There has been some talk about the jobs, job reports, and the numbers used to count and report them, respectively. ( I wrote about them on September, 2012 and February, 2012. Nothing's changed since those earlier posts) A theme runs through these conversations. That theme is Where are the jobs?
I did a little searching and found 3 places where jobs are hiding.
* CORPORATE BALANCE SHEETS
Over $2 trillion in cash...cash...C-A-S-H...is held in corporate balance sheets.
Business Insider. Their title says it all. The $2 Trillion Corporate Cash Hoard is Only Getting Bigger.
BC Capital Market'sMyles Zyblock notes that because corporate profitability has been so high, corporations have been able to generate more than enough cash flow from operations to finance all of their capital expenditures.
"From a flows perspective, capital expenditures are being surpassed by internally generated cash flows at a quarterly annualized rate of ~$200 billion," writes Zyblock. "Thus, companies are still adding significantly to their $1.9 trillion cash mountain."

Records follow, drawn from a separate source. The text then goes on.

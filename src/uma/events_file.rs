//! Metrics library that appends samples to a shared events file
//!
//! Each sample is one record: a little-endian `i32` holding the record
//! length (prefix included), followed by the message:
//!
//! ```text
//! histogram\0<name> <sample> <min> <max> <nbuckets>\0
//! linearhistogram\0<name> <sample> <max>\0
//! ```
//!
//! An uploader process consumes the file. Writers hold an exclusive lock
//! for the duration of each append.

use super::library::MetricsLibrary;
use crate::core::{LoggerError, Result};
use std::fs::OpenOptions;
use std::io::Write;
use std::path::{Path, PathBuf};

pub const DEFAULT_UMA_EVENTS_PATH: &str = "/var/run/metrics/uma-events";

/// Largest record accepted, length prefix included
pub const MAX_RECORD_LEN: usize = 1024;

#[derive(Debug, Clone)]
pub struct UmaEventsFile {
    path: PathBuf,
    initialized: bool,
}

impl UmaEventsFile {
    pub fn new() -> Self {
        Self::with_path(DEFAULT_UMA_EVENTS_PATH)
    }

    pub fn with_path(path: impl Into<PathBuf>) -> Self {
        Self {
            path: path.into(),
            initialized: false,
        }
    }

    pub fn path(&self) -> &Path {
        &self.path
    }

    pub fn is_initialized(&self) -> bool {
        self.initialized
    }

    fn append(&self, record: &[u8]) -> Result<()> {
        let path = self.path.display().to_string();
        let mut file = OpenOptions::new()
            .create(true)
            .append(true)
            .open(&self.path)
            .map_err(|e| LoggerError::io_operation("opening events file", path.clone(), e))?;

        fs2::FileExt::lock_exclusive(&file).map_err(|_| LoggerError::file_lock(path.clone()))?;
        let result = file.write_all(record);
        if let Err(e) = fs2::FileExt::unlock(&file) {
            eprintln!("[METRICS ERROR] Failed to unlock '{}': {}", path, e);
        }
        result.map_err(|e| LoggerError::io_operation("appending metrics record", path, e))
    }

    fn send(&self, kind: &str, body: String) -> bool {
        if !self.initialized {
            return false;
        }
        let Some(record) = encode_record(kind, &body) else {
            eprintln!("[METRICS ERROR] Record for '{}' too long, dropped", kind);
            return false;
        };
        match self.append(&record) {
            Ok(()) => true,
            Err(e) => {
                eprintln!("[METRICS ERROR] {}", e);
                false
            }
        }
    }
}

impl Default for UmaEventsFile {
    fn default() -> Self {
        Self::new()
    }
}

/// Build one length-prefixed record, or `None` if it exceeds [`MAX_RECORD_LEN`]
pub fn encode_record(kind: &str, body: &str) -> Option<Vec<u8>> {
    let len = 4 + kind.len() + 1 + body.len() + 1;
    if len > MAX_RECORD_LEN {
        return None;
    }
    let mut record = Vec::with_capacity(len);
    record.extend_from_slice(&(len as i32).to_le_bytes());
    record.extend_from_slice(kind.as_bytes());
    record.push(0);
    record.extend_from_slice(body.as_bytes());
    record.push(0);
    Some(record)
}

impl MetricsLibrary for UmaEventsFile {
    fn init(&mut self) {
        self.initialized = true;
    }

    fn send_to_uma(&mut self, name: &str, sample: i32, min: i32, max: i32, nbuckets: i32) -> bool {
        self.send(
            "histogram",
            format!("{} {} {} {} {}", name, sample, min, max, nbuckets),
        )
    }

    fn send_enum_to_uma(&mut self, name: &str, sample: i32, max: i32) -> bool {
        self.send("linearhistogram", format!("{} {} {}", name, sample, max))
    }
}
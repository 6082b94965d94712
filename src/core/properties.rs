//! Runtime property sources consulted by the loggable filter
//!
//! Per-tag filtering is driven by properties named `log.tag.<tag>`, the
//! same key space as Android system properties. A `PropertyStore` can be
//! populated programmatically or from a `build.prop` style file.

use super::error::{LoggerError, Result};
use parking_lot::RwLock;
use std::collections::HashMap;
use std::path::Path;

/// Property key prefix for per-tag priority overrides
pub const LOG_TAG_PREFIX: &str = "log.tag.";
/// Persistent variant of [`LOG_TAG_PREFIX`]
pub const PERSIST_LOG_TAG_PREFIX: &str = "persist.log.tag.";
/// Property holding the global priority override
pub const LOG_TAG_GLOBAL: &str = "log.tag";
/// Persistent variant of [`LOG_TAG_GLOBAL`]
pub const PERSIST_LOG_TAG_GLOBAL: &str = "persist.log.tag";

/// Read-only key/value lookup
pub trait PropertySource: Send + Sync {
    fn get(&self, key: &str) -> Option<String>;
}

/// Source with no properties at all
#[derive(Debug, Default, Clone, Copy)]
pub struct NoProperties;

impl PropertySource for NoProperties {
    fn get(&self, _key: &str) -> Option<String> {
        None
    }
}

/// In-memory property table
#[derive(Debug, Default)]
pub struct PropertyStore {
    values: RwLock<HashMap<String, String>>,
}

impl PropertyStore {
    pub fn new() -> Self {
        Self::default()
    }

    pub fn set(&self, key: impl Into<String>, value: impl Into<String>) {
        self.values.write().insert(key.into(), value.into());
    }

    pub fn remove(&self, key: &str) -> Option<String> {
        self.values.write().remove(key)
    }

    /// Convenience for `set("log.tag.<tag>", value)`
    pub fn set_tag_level(&self, tag: &str, value: impl Into<String>) {
        self.set(format!("{}{}", LOG_TAG_PREFIX, tag), value);
    }

    pub fn len(&self) -> usize {
        self.values.read().len()
    }

    pub fn is_empty(&self) -> bool {
        self.values.read().is_empty()
    }

    pub fn clear(&self) {
        self.values.write().clear();
    }

    /// Merge `key=value` lines into the store.
    ///
    /// Blank lines and lines starting with `#` are skipped. Keys and values
    /// are trimmed; a line without `=` or with an empty key is rejected.
    /// Returns the number of properties read.
    pub fn load_str(&self, content: &str) -> Result<usize> {
        let mut parsed = Vec::new();
        for (idx, raw) in content.lines().enumerate() {
            let line = raw.trim();
            if line.is_empty() || line.starts_with('#') {
                continue;
            }
            let (key, value) = line
                .split_once('=')
                .ok_or_else(|| LoggerError::property_parse(idx + 1, line))?;
            let key = key.trim();
            if key.is_empty() {
                return Err(LoggerError::property_parse(idx + 1, line));
            }
            parsed.push((key.to_string(), value.trim().to_string()));
        }

        let count = parsed.len();
        self.values.write().extend(parsed);
        Ok(count)
    }

    pub fn load_file(&self, path: impl AsRef<Path>) -> Result<usize> {
        let path = path.as_ref();
        let content = std::fs::read_to_string(path).map_err(|e| {
            LoggerError::io_operation(
                "reading property file",
                path.display().to_string(),
                e,
            )
        })?;
        self.load_str(&content)
    }

    pub fn from_file(path: impl AsRef<Path>) -> Result<Self> {
        let store = Self::new();
        store.load_file(path)?;
        Ok(store)
    }
}

impl PropertySource for PropertyStore {
    fn get(&self, key: &str) -> Option<String> {
        self.values.read().get(key).cloned()
    }
}

impl PropertySource for HashMap<String, String> {
    fn get(&self, key: &str) -> Option<String> {
        HashMap::get(self, key).cloned()
    }
}

#[cfg(test)]
mod tests {
    use super::*;

    #[test]
    fn test_set_and_get() {
        let store = PropertyStore::new();
        assert!(store.is_empty());

        store.set_tag_level("vold", "W");
        assert_eq!(store.get("log.tag.vold").as_deref(), Some("W"));
        assert_eq!(store.len(), 1);

        assert_eq!(store.remove("log.tag.vold").as_deref(), Some("W"));
        assert_eq!(store.get("log.tag.vold"), None);
    }

    #[test]
    fn test_load_str() {
        let store = PropertyStore::new();
        let count = store
            .load_str(
                "# logging overrides\n\
                 log.tag.vold = DEBUG\n\
                 \n\
                 persist.log.tag=I\n\
                 ro.empty=\n",
            )
            .unwrap();

        assert_eq!(count, 3);
        assert_eq!(store.get("log.tag.vold").as_deref(), Some("DEBUG"));
        assert_eq!(store.get("persist.log.tag").as_deref(), Some("I"));
        assert_eq!(store.get("ro.empty").as_deref(), Some(""));
    }

    #[test]
    fn test_load_str_rejects_malformed_line() {
        let store = PropertyStore::new();
        let err = store.load_str("log.tag.a=V\nnot a property\n").unwrap_err();
        assert!(matches!(err, LoggerError::PropertyParse { line: 2, .. }));
        // Nothing from a rejected file is applied
        assert!(store.is_empty());

        let err = store.load_str("=V").unwrap_err();
        assert!(matches!(err, LoggerError::PropertyParse { line: 1, .. }));
    }

    #[test]
    fn test_load_file() {
        let dir = tempfile::TempDir::new().unwrap();
        let path = dir.path().join("build.prop");
        std::fs::write(&path, "log.tag.netd=E\n").unwrap();

        let store = PropertyStore::from_file(&path).unwrap();
        assert_eq!(store.get("log.tag.netd").as_deref(), Some("E"));

        let missing = dir.path().join("missing.prop");
        assert!(matches!(
            PropertyStore::from_file(&missing),
            Err(LoggerError::IoOperation { .. })
        ));
    }

    #[test]
    fn test_no_properties() {
        assert_eq!(NoProperties.get("log.tag"), None);
    }
}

Wall Street Journal. Their title takes the conversation one step forward. Companies Shun Investment. Hoard Cash. (Apologies for this link, possibly. The first time I clicked on it, I saw the full post. Thereafter, I saw only an ad to subscribe. Maybe, WSJ is shunning word-of-mouth, hoarding cash.)
Companies are not investing in jobs, technology, innovation.

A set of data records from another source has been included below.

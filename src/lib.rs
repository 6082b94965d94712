//! # Rust liblog System
//!
//! A priority-tagged log facade in the style of Android's liblog, plus a
//! nullable handle adapter over a UMA metrics library.
//!
//! ## Features
//!
//! - **Priorities**: `VERBOSE` through `FATAL`, with `DEFAULT`, `UNKNOWN` and
//!   `SILENT` sentinels and stable integer values
//! - **Filtering**: per-tag and global thresholds from `log.tag.*` properties
//!   and a process-wide minimum priority
//! - **Macros**: `alogd!`, `aloge_if!`, `if_alogi!`, `alog_assert!` and friends,
//!   with verbose logging compiled out under the `log-ndebug` feature
//! - **Backends**: console, append-only file and in-memory ring
//! - **Metrics**: `MetricsHandle` forwards samples to a `MetricsLibrary` and
//!   reports `false` when there is none
//!
//! ## Quick start
//!
//! ```
//! use rust_liblog_system::prelude::*;
//! use rust_liblog_system::{aloge, alogi};
//!
//! let logger = Logger::builder()
//!     .tag("storaged")
//!     .backend(MemoryBackend::new(128))
//!     .build();
//!
//! alogi!(logger, "mounted {} volumes", 3);
//! aloge!(logger, "fsck failed on {}", "/data");
//! logger
//!     .write(LogPriority::Warn, Some("vold"), "low space")
//!     .unwrap();
//! ```

pub mod backends;
pub mod core;
pub mod macros;
pub mod uma;

pub mod prelude {
    #[cfg(feature = "console")]
    pub use crate::backends::ConsoleBackend;
    pub use crate::backends::{FileBackend, MemoryBackend};
    pub use crate::core::{
        FatalHook, LogBackend, LogEntry, LogFormat, LogPriority, Logger, LoggerBuilder,
        LoggerConfig, LoggerError, LoggerMetrics, PropertySource, PropertyStore, Result,
    };
    pub use crate::uma::{MetricsHandle, MetricsLibrary, MetricsRecorder};
}

#[cfg(feature = "console")]
pub use backends::ConsoleBackend;
pub use backends::{FileBackend, MemoryBackend};
pub use core::{
    FatalHook, LogBackend, LogEntry, LogFormat, LogPriority, Logger, LoggerBuilder, LoggerConfig,
    LoggerError, LoggerMetrics, NoProperties, PropertySource, PropertyStore, Result,
    DEFAULT_MAX_MESSAGE_LEN, LOG_NDEBUG,
};
pub use uma::{MetricSample, MetricsHandle, MetricsLibrary, MetricsRecorder, UmaCounters};
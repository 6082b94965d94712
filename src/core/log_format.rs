//! Output formats for rendered log entries
//!
//! Text formats follow logcat:
//! - Brief: `D/tag( 1234): message`
//! - ThreadTime: `01-08 10:30:45.123  1234  1240 D tag: message`
//! - Json: one JSON object per line
//!
//! Text formats print one prefixed line per message line, so a message
//! containing newlines cannot pass itself off as a separate entry. Every
//! rendered entry ends with exactly one trailing newline.

use super::error::Result;
use super::log_entry::LogEntry;
use serde::{Deserialize, Serialize};
use std::fmt::Write as _;

/// Timestamp layout used by `ThreadTime`
const THREADTIME_TIMESTAMP: &str = "%m-%d %H:%M:%S%.3f";

#[derive(Debug, Clone, Copy, Default, PartialEq, Eq, Serialize, Deserialize)]
#[serde(rename_all = "lowercase")]
pub enum LogFormat {
    Brief,
    #[default]
    ThreadTime,
    Json,
}

impl LogFormat {
    /// Render an entry according to this format
    pub fn render(&self, entry: &LogEntry) -> Result<String> {
        match self {
            LogFormat::Brief => Ok(self.render_text(entry, |out, entry| {
                let _ = write!(
                    out,
                    "{}/{}({:5}): ",
                    entry.priority.as_char(),
                    entry.tag,
                    entry.pid
                );
            })),
            LogFormat::ThreadTime => {
                let timestamp = entry.timestamp.format(THREADTIME_TIMESTAMP).to_string();
                Ok(self.render_text(entry, |out, entry| {
                    let _ = write!(
                        out,
                        "{} {:5} {:5} {} {}: ",
                        timestamp,
                        entry.pid,
                        entry.tid,
                        entry.priority.as_char(),
                        entry.tag
                    );
                }))
            }
            LogFormat::Json => self.render_json(entry),
        }
    }

    fn render_text<F>(&self, entry: &LogEntry, prefix: F) -> String
    where
        F: Fn(&mut String, &LogEntry),
    {
        let mut out = String::with_capacity(entry.message.len() + 48);
        for line in entry.lines() {
            prefix(&mut out, entry);
            out.push_str(line);
            out.push('\n');
        }
        out
    }

    fn render_json(&self, entry: &LogEntry) -> Result<String> {
        let mut json_obj = serde_json::Map::new();
        json_obj.insert(
            "timestamp".to_string(),
            serde_json::Value::String(entry.timestamp.to_rfc3339()),
        );
        json_obj.insert(
            "priority".to_string(),
            serde_json::Value::String(entry.priority.to_str().to_string()),
        );
        json_obj.insert("tag".to_string(), serde_json::Value::String(entry.tag.clone()));
        json_obj.insert(
            "message".to_string(),
            serde_json::Value::String(entry.message.trim_end_matches('\n').to_string()),
        );
        json_obj.insert("pid".to_string(), serde_json::Value::from(entry.pid));
        json_obj.insert("tid".to_string(), serde_json::Value::from(entry.tid));
        if let Some(ref name) = entry.thread_name {
            json_obj.insert(
                "thread_name".to_string(),
                serde_json::Value::String(name.clone()),
            );
        }

        let mut out = serde_json::to_string(&serde_json::Value::Object(json_obj))?;
        out.push('\n');
        Ok(out)
    }
}
//! Basic facade usage example
//!
//! Demonstrates tagged logging to the console, property-driven filtering and
//! the conditional macros.
//!
//! Run with: cargo run --example basic_usage

use rust_liblog_system::prelude::*;
use rust_liblog_system::{alog, alogd, aloge, alogi, alogv, alogw, alogw_if, if_alogd};
use std::sync::Arc;

fn main() -> Result<()> {
    println!("=== Rust liblog System - Basic Usage Example ===\n");

    let properties = Arc::new(PropertyStore::new());
    let logger = Logger::builder()
        .tag("demo")
        .backend(ConsoleBackend::new().with_format(LogFormat::ThreadTime))
        .properties(properties.clone())
        .build();

    println!("1. Logging at every priority:");
    alogv!(logger, "verbose message");
    alogd!(logger, "debug message");
    alogi!(logger, "info message");
    alogw!(logger, "warning message");
    aloge!(logger, "error message");
    logger.flush()?;

    println!("\n2. Explicit tags and the global tag:");
    alog!(logger, LogPriority::Info, Some("vold"), "volume {} mounted", "/data")?;
    alog!(logger, LogPriority::Warn, None, "no tag on this one")?;
    logger.flush()?;

    println!("\n3. Per-tag threshold from properties (log.tag.demo=W):");
    properties.set_tag_level("demo", "W");
    alogi!(logger, "info message (hidden)");
    alogw!(logger, "warning message (visible)");
    if_alogd!(logger, {
        println!("   this block does not run");
    });
    logger.flush()?;

    println!("\n4. Conditional logging:");
    let free_blocks = 12;
    alogw_if!(logger, free_blocks < 100, "only {} blocks free", free_blocks);
    logger.flush()?;

    let metrics = logger.metrics();
    println!(
        "\nLogged: {}, filtered: {}",
        metrics.total_logged(),
        metrics.filtered_count()
    );

    println!("\n=== Example completed successfully! ===");
    Ok(())
}
#[cfg(test)]
mod tests {
    use super::*;
    use crate::backends::MemoryBackend;
    use crate::core::{PropertyStore, DEFAULT_MAX_MESSAGE_LEN};

    fn recording_logger() -> (Logger, Arc<MemoryBackend>) {
        let backend = Arc::new(MemoryBackend::new(128));
        let logger = Logger::builder()
            .tag("test")
            .shared_backend(backend.clone())
            .build();
        (logger, backend)
    }

    struct PanickingBackend;

    impl LogBackend for PanickingBackend {
        fn write(&self, _entry: &LogEntry) -> Result<usize> {
            panic!("backend exploded");
        }

        fn flush(&self) -> Result<()> {
            Ok(())
        }

        fn name(&self) -> &str {
            "panicking"
        }
    }

    #[test]
    fn test_write_without_backend() {
        let logger = Logger::new();
        let result = logger.write(LogPriority::Info, Some("test"), "hello");
        assert!(matches!(result, Err(LoggerError::BackendUnavailable)));
        assert_eq!(logger.metrics().dropped_count(), 1);
    }

    #[test]
    fn test_write_records_entry() {
        let (logger, backend) = recording_logger();
        let written = logger.write(LogPriority::Warn, Some("vold"), "Disk full").unwrap();
        assert!(written > 0);

        let entries = backend.entries();
        assert_eq!(entries.len(), 1);
        assert_eq!(entries[0].priority, LogPriority::Warn);
        assert_eq!(entries[0].tag, "vold");
        assert_eq!(entries[0].message, "Disk full");
        assert_eq!(logger.metrics().total_logged(), 1);
    }

    #[test]
    fn test_sentinel_priorities() {
        let (logger, backend) = recording_logger();
        assert!(matches!(
            logger.write(LogPriority::Silent, None, "x"),
            Err(LoggerError::InvalidPriority(LogPriority::Silent))
        ));

        logger.write(LogPriority::Default, None, "defaulted").unwrap();
        logger.write(LogPriority::Unknown, None, "unknown").unwrap();
        let entries = backend.entries();
        assert_eq!(entries.len(), 2);
        assert!(entries.iter().all(|e| e.priority == LogPriority::Verbose));
    }

    #[test]
    fn test_message_truncation() {
        let backend = Arc::new(MemoryBackend::new(8));
        let logger = Logger::builder()
            .max_message_len(4)
            .shared_backend(backend.clone())
            .build();

        logger.write(LogPriority::Info, None, "abcdefgh").unwrap();
        assert_eq!(backend.entries()[0].message, "abcd");
        assert_eq!(logger.metrics().truncated_count(), 1);
    }

    #[test]
    fn test_default_truncation_limit() {
        let (logger, backend) = recording_logger();
        let long = "x".repeat(5000);
        logger.write(LogPriority::Info, None, &long).unwrap();
        assert_eq!(backend.entries()[0].message.len(), 1023);
    }

    #[test]
    fn test_print_and_vprint() {
        let (logger, backend) = recording_logger();
        logger
            .print(LogPriority::Error, Some("netd"), format_args!("code {} ({})", 500, "io"))
            .unwrap();
        logger
            .vprint(LogPriority::Info, Some("netd"), format!("{}-{}", 1, 2))
            .unwrap();

        let messages: Vec<_> = backend.entries().into_iter().map(|e| e.message).collect();
        assert_eq!(messages, vec!["code 500 (io)", "1-2"]);
    }

    #[test]
    fn test_filtered_write_is_noop() {
        let (logger, backend) = recording_logger();
        logger.set_min_priority(LogPriority::Warn);

        assert_eq!(logger.write(LogPriority::Info, Some("a"), "dropped").unwrap(), 0);
        assert!(logger.write(LogPriority::Error, Some("a"), "kept").unwrap() > 0);
        assert_eq!(backend.len(), 1);
        assert_eq!(logger.metrics().filtered_count(), 1);
    }

    #[test]
    fn test_is_loggable_default_threshold() {
        let logger = Logger::new();
        assert!(logger.is_loggable(LogPriority::Info, Some("x"), LogPriority::Info));
        assert!(!logger.is_loggable(LogPriority::Debug, Some("x"), LogPriority::Info));
        assert!(logger.is_loggable(LogPriority::Fatal, None, LogPriority::Verbose));
    }

    #[test]
    fn test_is_loggable_tag_property() {
        let properties = Arc::new(PropertyStore::new());
        properties.set_tag_level("vold", "E");
        properties.set("persist.log.tag.netd", "DEBUG");
        let logger = Logger::builder().properties(properties.clone()).build();

        assert!(!logger.is_loggable(LogPriority::Warn, Some("vold"), LogPriority::Verbose));
        assert!(logger.is_loggable(LogPriority::Error, Some("vold"), LogPriority::Verbose));
        assert!(!logger.is_loggable(LogPriority::Verbose, Some("netd"), LogPriority::Verbose));
        assert!(logger.is_loggable(LogPriority::Debug, Some("netd"), LogPriority::Fatal));

        // log.tag.<tag> wins over persist.log.tag.<tag>
        properties.set_tag_level("netd", "I");
        assert!(!logger.is_loggable(LogPriority::Debug, Some("netd"), LogPriority::Verbose));
    }

    #[test]
    fn test_is_loggable_global_property_and_suppress() {
        let properties = Arc::new(PropertyStore::new());
        properties.set("log.tag", "W");
        properties.set_tag_level("chatty", "S");
        let logger = Logger::builder().properties(properties).build();

        assert!(!logger.is_loggable(LogPriority::Info, Some("any"), LogPriority::Verbose));
        assert!(logger.is_loggable(LogPriority::Warn, None, LogPriority::Verbose));
        assert!(!logger.is_loggable(LogPriority::Fatal, Some("chatty"), LogPriority::Verbose));
    }

    #[test]
    fn test_unparseable_property_ignored() {
        let properties = Arc::new(PropertyStore::new());
        properties.set_tag_level("odd", "loud");
        let logger = Logger::builder().properties(properties).build();
        assert!(logger.is_loggable(LogPriority::Info, Some("odd"), LogPriority::Info));
    }

    #[test]
    fn test_is_loggable_len_uses_prefix() {
        let properties = Arc::new(PropertyStore::new());
        properties.set_tag_level("vold", "E");
        let logger = Logger::builder().properties(properties).build();

        assert!(!logger.is_loggable_len(LogPriority::Info, Some("voldmgr"), 4, LogPriority::Verbose));
        assert!(logger.is_loggable_len(LogPriority::Info, Some("voldmgr"), 7, LogPriority::Verbose));
        // Over-long lengths are clamped to the tag
        assert!(!logger.is_loggable_len(LogPriority::Info, Some("vold"), 99, LogPriority::Verbose));
    }

    #[test]
    fn test_silent_is_a_threshold() {
        let logger = Logger::new();
        for p1 in LogPriority::ALL {
            for p2 in LogPriority::ALL {
                if p1 < p2 {
                    assert!(!logger.is_loggable(p1, Some("x"), p2), "{} at {}", p1, p2);
                    assert!(logger.is_loggable(p2, Some("x"), p2), "{} at {}", p2, p2);
                }
            }
        }
    }

    #[test]
    fn test_suppress_property_blocks_every_priority() {
        let properties = Arc::new(PropertyStore::new());
        properties.set_tag_level("chatty", "S");
        let logger = Logger::builder().properties(properties.clone()).build();

        for priority in LogPriority::ALL {
            assert!(!logger.is_loggable(priority, Some("chatty"), LogPriority::Verbose));
        }

        properties.remove("log.tag.chatty");
        properties.set("log.tag", "SUPPRESS");
        assert!(!logger.is_loggable(LogPriority::Silent, Some("other"), LogPriority::Silent));
    }

    #[test]
    fn test_invalid_builder_values_fall_back() {
        let backend = Arc::new(MemoryBackend::new(8));
        let logger = Logger::builder()
            .max_message_len(0)
            .default_priority(LogPriority::Silent)
            .min_priority(LogPriority::Unknown)
            .shared_backend(backend.clone())
            .build();

        assert_eq!(logger.config().max_message_len, DEFAULT_MAX_MESSAGE_LEN);
        assert_eq!(logger.config().default_priority, LogPriority::Verbose);
        assert_eq!(logger.min_priority(), LogPriority::Default);

        let written = logger.write(LogPriority::Default, Some("x"), "kept").unwrap();
        assert_eq!(written, 4);
        assert_eq!(backend.entries()[0].message, "kept");
        assert_eq!(backend.entries()[0].priority, LogPriority::Verbose);
    }

    #[test]
    fn test_min_priority_sentinels() {
        let logger = Logger::new();
        assert_eq!(logger.min_priority(), LogPriority::Default);

        logger.set_min_priority(LogPriority::Silent);
        assert!(!logger.is_loggable(LogPriority::Fatal, Some("x"), LogPriority::Verbose));

        let previous = logger.set_min_priority(LogPriority::Default);
        assert_eq!(previous, LogPriority::Silent);
        assert!(logger.is_loggable(LogPriority::Verbose, Some("x"), LogPriority::Verbose));
    }

    #[test]
    fn test_shortcuts_use_ambient_tag() {
        let (logger, backend) = recording_logger();
        logger.debug("d");
        logger.error("e");
        let entries = backend.entries();
        assert_eq!(entries.len(), 2);
        assert!(entries.iter().all(|e| e.tag == "test"));
    }

    #[test]
    fn test_panicking_backend_is_isolated() {
        let logger = Logger::with_backend(PanickingBackend);
        let result = logger.write(LogPriority::Info, None, "boom");
        assert!(matches!(result, Err(LoggerError::Other(_))));
        assert_eq!(logger.metrics().dropped_count(), 1);
    }

    #[test]
    fn test_assert_fail_messages() {
        let backend = Arc::new(MemoryBackend::new(16));
        let logger = Logger::builder()
            .shared_backend(backend.clone())
            .on_fatal(Arc::new(|msg| panic!("fatal: {}", msg)))
            .build();

        let cases: Vec<(Option<&str>, Option<String>, &str)> = vec![
            (Some("x > 1"), None, "Assertion failed: x > 1"),
            (None, None, "Unspecified assertion failed"),
            (Some("x > 1"), Some("bad x".to_string()), "bad x"),
        ];

        for (cond, msg, expected) in cases {
            let result = std::panic::catch_unwind(std::panic::AssertUnwindSafe(|| {
                match msg {
                    Some(ref m) => logger.assert_fail(cond, Some("t"), Some(format_args!("{}", m))),
                    None => logger.assert_fail(cond, Some("t"), None),
                };
            }));
            assert!(result.is_err());

            let last = backend.entries().pop().unwrap();
            assert_eq!(last.priority, LogPriority::Fatal);
            assert_eq!(last.message, expected);
        }
        assert_eq!(logger.metrics().fatal_count(), 3);
    }

    #[test]
    fn test_assert_fail_ignores_filters() {
        let backend = Arc::new(MemoryBackend::new(4));
        let logger = Logger::builder()
            .min_priority(LogPriority::Silent)
            .shared_backend(backend.clone())
            .on_fatal(Arc::new(|_| panic!("fatal")))
            .build();

        let result = std::panic::catch_unwind(std::panic::AssertUnwindSafe(|| {
            logger.assert_fail(None, None, None);
        }));
        assert!(result.is_err());
        assert_eq!(backend.len(), 1);
    }
}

* RISING DISPARITY BETWEEN CEO PAY & EMPLOYEE PAY
The executive pay data disclosed this year by the Baltimore region's 20 largest publicly traded firms in terms of revenue offers plenty of fodder — as it does every year — to feed the ire of workers whose paychecks barely budge, if they budge at all.A dozen CEOs saw double-digit increases in annual compensation. And Mayo A. Shattuck III, who retained his spot at the top of the list in his last year running the then-independent Constellation Energy Group, received a nearly $17.4 million package in 2011 — up from $15.7 million — as the Baltimore company turned in its second straight year of multimillion-dollar losses.
AFLCIO. I liked the title: Trends in CEO Pay. Neutral sounding.
The average CEO pay of companies in the S&P 500 Index rose to $12.94 million in 2011.[1] Overall, the average level of CEO pay in the S&P 500 Index increased 13.9 percent in 2011, following a 22.8 percent increase in CEO pay in 2010.
Note: I thought if I included a link from the WSJ (to an article you have to pay for...) then I should include a link to a union site for an article that's free to read.
* DECLINING MEDIAN INCOME.
The income gap between the wealthiest 20 percent of American households and the rest of the country grew sharply in 2011, the Census Bureau reported, as an overwhelming majority of Americans saw no gains from a weak economic recovery in its second full year.
All households in the middle of the scale saw declines, while those at the very bottom stagnated.
Median income has been falling for TWELVE YEARS. Throughout that time, Americans have been getting poorer in real terms. By contrast, the US gross domestic product for 1999 was $8.7 trillion, while in 2011 it rose to $14.4 trillion. Workers did not see any of the benefits of the nearly $6 trillion in gains; in fact, they lost ground.
Note: That's why the markets are at or near all-time highs. That's why a crash is coming soon. Maybe, not a crash, but a great big correction. Why? declining median income means declining disposable income which means declining spending which means declining customers demanding a declining number of products and services.
CONCLUSION
Customers create jobs, creating sustainable growth rates for wealth. Hoarding wealth, rewarding only the CEO for creating the wealth that's hoarded, doing so at the expense of the real job creators in this country, us customers, is short-sighted.
But these are the places where jobs hide.
POST SCRIPT
As I finished this post, I noticed the downward flow of economic benefits of our economy. They trickled-down on the homes and lives and health of those whose jobs the products and services measured in the Gross Domestic Product. This is the trickle-down economy, where:
tax breaks or other economic benefits provided by government to businesses and the wealthy will benefit poorer members of society by improving the economy as a whole.[1] The term has been attributed to humorist Will Rogers, who said during the Great Depression that "money was all appropriated for the top in hopes that it would trickle down to the needy."[2] The term is mostly used ironically or as pejorative.[3]
Polite company, think-tanks and talk show hosts and paid spokesmen, refer to trickle-down economics with the Orwellian term of supply-side economics. Get it? There is no supply, it's all been hoarded. Those who were allowed to accumulate a bit more promised they would reward that trust...letting some of their accumulated wealth trickle-down on the rest of the economy. War is peace. Ignorance is strength. Hoarding is supply-siding. Hoarding creates jobs. Judging by the economy's widening gap separating the wealthiest from the rest of the country, I guess they're still in the process of hoarding.